Punctuation: Yahoo! attacks its own signs – and does a bad job
Tim Walker is The Independent’s Los Angeles correspondent, covering entertainment and other concerns from the West Coast of the US. He was previously a features writer and the editor of the paper’s diary column. His first novel, Completion, is being published in January 2014.
Wednesday 19 September 2012
Marissa Meyer, the recently-appointed CEO of Yahoo!, this week posted a picture on Instagram of a discarded registered trademark symbol [®], ripped from a wall-mounted Yahoo! logo by one of her employees.
Apparently "bugged" by the symbol, said employee had "gone on a mission removing all the R's from our site and our campus".
All well and good, but there's an elephant in the room – or, to be more precise, an exclamation mark. Yahoo!'s name, you'll notice, still ends like a bad Broadway musical.
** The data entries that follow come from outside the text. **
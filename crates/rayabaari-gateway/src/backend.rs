use std::sync::Arc;

use async_trait::async_trait;
use tracing::{error, info, warn};

use rayabaari_db::Database;
use rayabaari_types::api::{MessageQuery, NewMessage, PresencePayload};
use rayabaari_types::events::{ChannelEvent, MessageChange, ReactionChange};
use rayabaari_types::{
    Backend, BackendError, BackendResult, MessageId, MessageRow, ReactionRow, RoomRow, Subscription,
    SubscriptionId,
};

use crate::dispatcher::Dispatcher;
use crate::storage::BlobStore;

/// A self-hosted stand-in for the managed service: SQLite rows, on-disk
/// blobs and an in-process realtime dispatcher.
#[derive(Clone)]
pub struct LocalBackend {
    db: Arc<Database>,
    dispatcher: Dispatcher,
    blobs: BlobStore,
}

impl LocalBackend {
    pub fn new(db: Database, blobs: BlobStore) -> Self {
        Self {
            db: Arc::new(db),
            dispatcher: Dispatcher::new(),
            blobs,
        }
    }

    pub fn dispatcher(&self) -> &Dispatcher {
        &self.dispatcher
    }

    pub fn database(&self) -> Arc<Database> {
        self.db.clone()
    }

    pub fn blobs(&self) -> &BlobStore {
        &self.blobs
    }

    /// Run a blocking DB call off the async runtime.
    async fn blocking<F, T>(&self, f: F) -> BackendResult<T>
    where
        F: FnOnce(&Database) -> anyhow::Result<T> + Send + 'static,
        T: Send + 'static,
    {
        let db = self.db.clone();
        tokio::task::spawn_blocking(move || f(&db))
            .await
            .map_err(|e| {
                error!("spawn_blocking join error: {}", e);
                BackendError::Unavailable(e.to_string())
            })?
            .map_err(|e| BackendError::Rejected(e.to_string()))
    }
}

#[async_trait]
impl Backend for LocalBackend {
    // -- Messages --

    async fn fetch_messages(&self, query: MessageQuery) -> BackendResult<Vec<MessageRow>> {
        let limit = query.limit.min(200);
        self.blocking(move |db| db.get_messages(&query.room_key, limit, query.before))
            .await
    }

    async fn insert_message(&self, message: NewMessage) -> BackendResult<MessageRow> {
        if message.room_key.is_empty() || message.author.is_empty() {
            return Err(BackendError::Rejected("room and author are required".into()));
        }
        let row = self.blocking(move |db| db.insert_message(&message)).await?;
        self.dispatcher.publish_insert(&row);
        Ok(row)
    }

    async fn update_message(&self, id: &MessageId, content: String) -> BackendResult<()> {
        let target = id.clone();
        let row = self
            .blocking(move |db| db.update_message_content(&target, &content))
            .await?
            .ok_or_else(|| BackendError::NotFound(format!("message {}", id)))?;

        let room = row.room_key.clone();
        self.dispatcher
            .publish(&room, ChannelEvent::Message(MessageChange::Update(row)));
        Ok(())
    }

    async fn delete_message(&self, id: &MessageId) -> BackendResult<MessageRow> {
        let target = id.clone();
        let row = self
            .blocking(move |db| db.delete_message(&target))
            .await?
            .ok_or_else(|| BackendError::NotFound(format!("message {}", id)))?;

        self.dispatcher.publish(
            &row.room_key,
            ChannelEvent::Message(MessageChange::Delete { id: row.id.clone() }),
        );
        Ok(row)
    }

    async fn delete_room_messages(&self, room_key: &str) -> BackendResult<u64> {
        let room = room_key.to_string();
        let ids = self.blocking(move |db| db.delete_room_messages(&room)).await?;

        info!("Cleared {} messages from a room", ids.len());
        let count = ids.len() as u64;
        for id in ids {
            self.dispatcher
                .publish(room_key, ChannelEvent::Message(MessageChange::Delete { id }));
        }
        Ok(count)
    }

    // -- Reactions --

    async fn insert_reaction(&self, reaction: &ReactionRow) -> BackendResult<bool> {
        let row = reaction.clone();
        let (added, room) = self
            .blocking(move |db| {
                let added = db.insert_reaction(&row)?;
                let room = if added { db.message_room(&row.message_id)? } else { None };
                Ok((added, room))
            })
            .await?;

        if let Some(room) = room {
            self.dispatcher
                .publish(&room, ChannelEvent::Reaction(ReactionChange::Insert(reaction.clone())));
        }
        Ok(added)
    }

    async fn delete_reaction(&self, reaction: &ReactionRow) -> BackendResult<bool> {
        let row = reaction.clone();
        let (removed, room) = self
            .blocking(move |db| {
                let room = db.message_room(&row.message_id)?;
                let removed = db.delete_reaction(&row)?;
                Ok((removed, room))
            })
            .await?;

        if let (true, Some(room)) = (removed, room) {
            self.dispatcher
                .publish(&room, ChannelEvent::Reaction(ReactionChange::Delete(reaction.clone())));
        }
        Ok(removed)
    }

    // -- Rooms --

    async fn fetch_rooms(&self) -> BackendResult<Vec<RoomRow>> {
        self.blocking(|db| db.get_rooms()).await
    }

    async fn insert_room(&self, room: RoomRow) -> BackendResult<()> {
        self.blocking(move |db| db.insert_room(&room)).await
    }

    async fn update_room(&self, name: &str, room: RoomRow) -> BackendResult<()> {
        let current = name.to_string();
        let found = self.blocking(move |db| db.update_room(&current, &room)).await?;
        if !found {
            return Err(BackendError::NotFound(format!("room {}", name)));
        }
        Ok(())
    }

    async fn delete_room(&self, name: &str) -> BackendResult<()> {
        let current = name.to_string();
        let found = self.blocking(move |db| db.delete_room(&current)).await?;
        if !found {
            return Err(BackendError::NotFound(format!("room {}", name)));
        }
        Ok(())
    }

    // -- Storage --

    async fn upload_blob(
        &self,
        bucket: &str,
        file_name: &str,
        mime: &str,
        bytes: Vec<u8>,
    ) -> BackendResult<()> {
        info!("Uploading {} ({}, {} bytes) to {}", file_name, mime, bytes.len(), bucket);
        self.blobs
            .put(bucket, file_name, &bytes)
            .await
            .map_err(|e| BackendError::Storage(e.to_string()))
    }

    fn public_url(&self, bucket: &str, file_name: &str) -> String {
        self.blobs.public_url(bucket, file_name)
    }

    async fn remove_blob(&self, bucket: &str, file_name: &str) -> BackendResult<()> {
        self.blobs
            .remove(bucket, file_name)
            .await
            .map_err(|e| BackendError::Storage(e.to_string()))
    }

    // -- Realtime --

    async fn subscribe(&self, room_key: &str) -> BackendResult<Subscription> {
        let (id, events) = self.dispatcher.subscribe(room_key);
        Ok(Subscription {
            id,
            room_key: room_key.to_string(),
            events,
        })
    }

    async fn track(&self, id: SubscriptionId, payload: PresencePayload) -> BackendResult<()> {
        if !self.dispatcher.track(id, payload) {
            warn!("Presence for unknown subscription {}", id);
            return Err(BackendError::NotFound(format!("subscription {}", id)));
        }
        Ok(())
    }

    fn unsubscribe(&self, id: SubscriptionId) {
        self.dispatcher.unsubscribe(id);
    }

    // -- Push --

    async fn register_push(
        &self,
        username: &str,
        subscription: serde_json::Value,
    ) -> BackendResult<()> {
        let username = username.to_string();
        self.blocking(move |db| db.insert_push_subscription(&username, &subscription))
            .await
    }
}

#[cfg(test)]
mod tests {
    use super::*;

    fn backend() -> (tempfile::TempDir, LocalBackend) {
        let dir = tempfile::tempdir().unwrap();
        let blobs = BlobStore::new(dir.path(), "http://localhost:3000");
        (dir, LocalBackend::new(Database::open_in_memory().unwrap(), blobs))
    }

    fn new_message(room: &str, content: &str) -> NewMessage {
        NewMessage {
            author: "asha".into(),
            content: content.into(),
            room_key: room.into(),
            reply_to: None,
            attachment: None,
        }
    }

    #[tokio::test]
    async fn insert_is_echoed_to_room() {
        let (_dir, backend) = backend();
        let mut sub = backend.subscribe("alpha").await.unwrap();
        assert_eq!(sub.events.recv().await, Some(ChannelEvent::Subscribed));
        assert!(matches!(sub.events.recv().await, Some(ChannelEvent::PresenceSync(_))));

        let row = backend.insert_message(new_message("alpha", "c1")).await.unwrap();
        assert_eq!(
            sub.events.recv().await,
            Some(ChannelEvent::Message(MessageChange::Insert(row)))
        );
    }

    #[tokio::test]
    async fn delete_returns_the_removed_row() {
        let (_dir, backend) = backend();
        let row = backend.insert_message(new_message("alpha", "c1")).await.unwrap();
        assert_eq!(backend.delete_message(&row.id).await.unwrap(), row);
    }

    #[tokio::test]
    async fn missing_rows_are_not_found() {
        let (_dir, backend) = backend();
        let id = MessageId::from(404);
        assert!(matches!(backend.delete_message(&id).await, Err(BackendError::NotFound(_))));
        assert!(matches!(
            backend.update_message(&id, "x".into()).await,
            Err(BackendError::NotFound(_))
        ));
        assert!(matches!(backend.delete_room("nope").await, Err(BackendError::NotFound(_))));
    }

    #[tokio::test]
    async fn reaction_on_missing_message_is_rejected() {
        let (_dir, backend) = backend();
        let reaction = ReactionRow::new(MessageId::from(404), "asha", "👍");
        assert!(matches!(
            backend.insert_reaction(&reaction).await,
            Err(BackendError::Rejected(_))
        ));
    }

    #[tokio::test]
    async fn inserts_feed_reaches_hooks() {
        let (_dir, backend) = backend();
        let mut inserts = backend.dispatcher().subscribe_inserts();
        backend.insert_message(new_message("beta", "c2")).await.unwrap();
        assert_eq!(inserts.recv().await.unwrap().room_key, "beta");
    }
}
In the punctuation-unfriendly age of the internet, it make sense for most businesses to do away with exclamation marks, question marks, apostrophes and ampersands in their online brand names, so why is a major web firm holding out?
Google, for example, had an exclamation mark in its original 1998 logo, but soon did away with it. And even more traditional businesses have bowed to the inevitable: while the consumer advice magazine Which? may retain its question mark, Waterstones removed its apostrophe in January, to much sadness in the grammarian community.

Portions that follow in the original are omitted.